Anonymous - 2013-12-03, 14:32

Bezinteresowna miłość w relacjach damsko-męskich nie istnieje,
nie ma się co oszukiwać.

Anonymous - 2013-12-03, 14:43

Mój mąż mnie nie kocha, i nie chce ze mną być, nie chce próbować, rozmawiać, po prostu ZERO czegokolwiek, żadnej nadziei., ale odkąd się zmieniam wszystko jest jakieś inne mam nadzieję że ten stan długo potrwa - bo jak pisałam wcześniej:
Kod:

Wysłany: Dzisiaj 10:51      
ja nie chce już ryczeć codziennie po powrocie do pustego domu, myśleć jak on się świetnie bawi w towarzystwie innych osób, nie chce aby mnie złość na niego zżerała jak widzę jak powoli brakuje w domu jego rzeczy, bo wiem że to po części jestem winna.

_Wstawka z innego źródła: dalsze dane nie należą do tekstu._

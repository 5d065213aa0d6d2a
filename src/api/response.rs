//! Response types for the diária ledger API.
//!
//! This module defines the listing and error response structures and the
//! mapping from [`EngineError`] to HTTP status codes.

use axum::{
    Json,
    http::StatusCode,
    response::{IntoResponse, Response},
};
use serde::{Deserialize, Serialize};

use crate::error::EngineError;
use crate::models::{LedgerTotals, ShiftListing};

/// Response body of `GET /shifts`.
#[derive(Debug, Clone, Serialize)]
pub struct ShiftListResponse {
    /// Matching shifts in ledger order.
    pub shifts: Vec<ShiftListing>,
    /// Totals over `shifts`.
    pub totals: LedgerTotals,
}

/// API error response structure.
#[derive(Debug, Clone, Serialize, Deserialize)]
pub struct ApiError {
    /// Error code for programmatic handling.
    pub code: String,
    /// Human-readable error message.
    pub message: String,
    /// Optional details about the error.
    #[serde(skip_serializing_if = "Option::is_none")]
    pub details: Option<String>,
}

impl ApiError {
    /// Creates a new API error.
    pub fn new(code: impl Into<String>, message: impl Into<String>) -> Self {
        Self {
            code: code.into(),
            message: message.into(),
            details: None,
        }
    }

    /// Creates a new API error with details.
    pub fn with_details(
        code: impl Into<String>,
        message: impl Into<String>,
        details: impl Into<String>,
    ) -> Self {
        Self {
            code: code.into(),
            message: message.into(),
            details: Some(details.into()),
        }
    }

    /// Creates a validation error response.
    pub fn validation_error(message: impl Into<String>) -> Self {
        Self::new("VALIDATION_ERROR", message)
    }

    /// Creates a malformed JSON error response.
    pub fn malformed_json(message: impl Into<String>) -> Self {
        Self::new("MALFORMED_JSON", message)
    }

    /// Creates an authentication error response.
    pub fn unauthenticated() -> Self {
        Self::with_details(
            "UNAUTHENTICATED",
            "Authentication required",
            "Send x-username and x-password-hash headers for a configured user",
        )
    }
}

/// API error with HTTP status code.
#[derive(Debug)]
pub struct ApiErrorResponse {
    /// The HTTP status code.
    pub status: StatusCode,
    /// The error body.
    pub error: ApiError,
}

impl ApiErrorResponse {
    /// 400 with a validation error body.
    pub fn bad_request(error: ApiError) -> Self {
        Self {
            status: StatusCode::BAD_REQUEST,
            error,
        }
    }

    /// 401 with an authentication error body.
    pub fn unauthorized() -> Self {
        Self {
            status: StatusCode::UNAUTHORIZED,
            error: ApiError::unauthenticated(),
        }
    }
}

impl IntoResponse for ApiErrorResponse {
    fn into_response(self) -> Response {
        (self.status, Json(self.error)).into_response()
    }
}

impl From<EngineError> for ApiErrorResponse {
    fn from(error: EngineError) -> Self {
        let message = error.to_string();
        match error {
            EngineError::InvalidField { field, .. } => ApiErrorResponse {
                status: StatusCode::BAD_REQUEST,
                error: ApiError::with_details("VALIDATION_ERROR", message, field),
            },
            EngineError::InvalidShiftInterval { .. } => ApiErrorResponse {
                status: StatusCode::BAD_REQUEST,
                error: ApiError::with_details(
                    "INVALID_SHIFT_INTERVAL",
                    message,
                    "The shift must end after it starts",
                ),
            },
            EngineError::MissingRateConfiguration { .. } => ApiErrorResponse {
                status: StatusCode::UNPROCESSABLE_ENTITY,
                error: ApiError::with_details(
                    "MISSING_RATE_CONFIGURATION",
                    message,
                    "Configure weekend rates for the company or remove its override weekdays",
                ),
            },
            EngineError::AmountOverflow { amount } => ApiErrorResponse {
                status: StatusCode::UNPROCESSABLE_ENTITY,
                error: ApiError::with_details("AMOUNT_OVERFLOW", message, amount),
            },
            EngineError::NotFound { entity, .. } => ApiErrorResponse {
                status: StatusCode::NOT_FOUND,
                error: ApiError::with_details("NOT_FOUND", message, entity),
            },
            EngineError::DuplicateName { entity, .. } => ApiErrorResponse {
                status: StatusCode::CONFLICT,
                error: ApiError::with_details("DUPLICATE_NAME", message, entity),
            },
            EngineError::AccessDenied { .. } => ApiErrorResponse {
                status: StatusCode::FORBIDDEN,
                error: ApiError::new("ACCESS_DENIED", message),
            },
            EngineError::Persistence { .. } => ApiErrorResponse {
                status: StatusCode::INTERNAL_SERVER_ERROR,
                error: ApiError::with_details("PERSISTENCE_ERROR", "Storage failure", message),
            },
            EngineError::Export { .. } => ApiErrorResponse {
                status: StatusCode::INTERNAL_SERVER_ERROR,
                error: ApiError::with_details("EXPORT_ERROR", "Export failed", message),
            },
            EngineError::ConfigNotFound { .. } | EngineError::ConfigParseError { .. } => {
                ApiErrorResponse {
                    status: StatusCode::INTERNAL_SERVER_ERROR,
                    error: ApiError::with_details("CONFIG_ERROR", "Configuration error", message),
                }
            }
        }
    }
}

Anonymous - 2013-12-03, 17:05

martusia_1970 napisał/a:
PLAN B

1. muszę wyzdrowieć, ale tak na 100%
2. muszę dobrze wychować dzieci
3. muszę być szczęśliwa


bardzo dobry plan ;-)
i podobny do mojego ;-) [/quote]


A ja bym to zmieniła na
1.chce wyzdrowieć
2.chce dobrze wychować dzieci
3.chcę byc szczęśliwa.

Anonymous - 2013-12-03, 18:13

A ja bym od razu przeszła do planu B, a męża zostawiła Bogu. Masz wpływ tylko na siebie.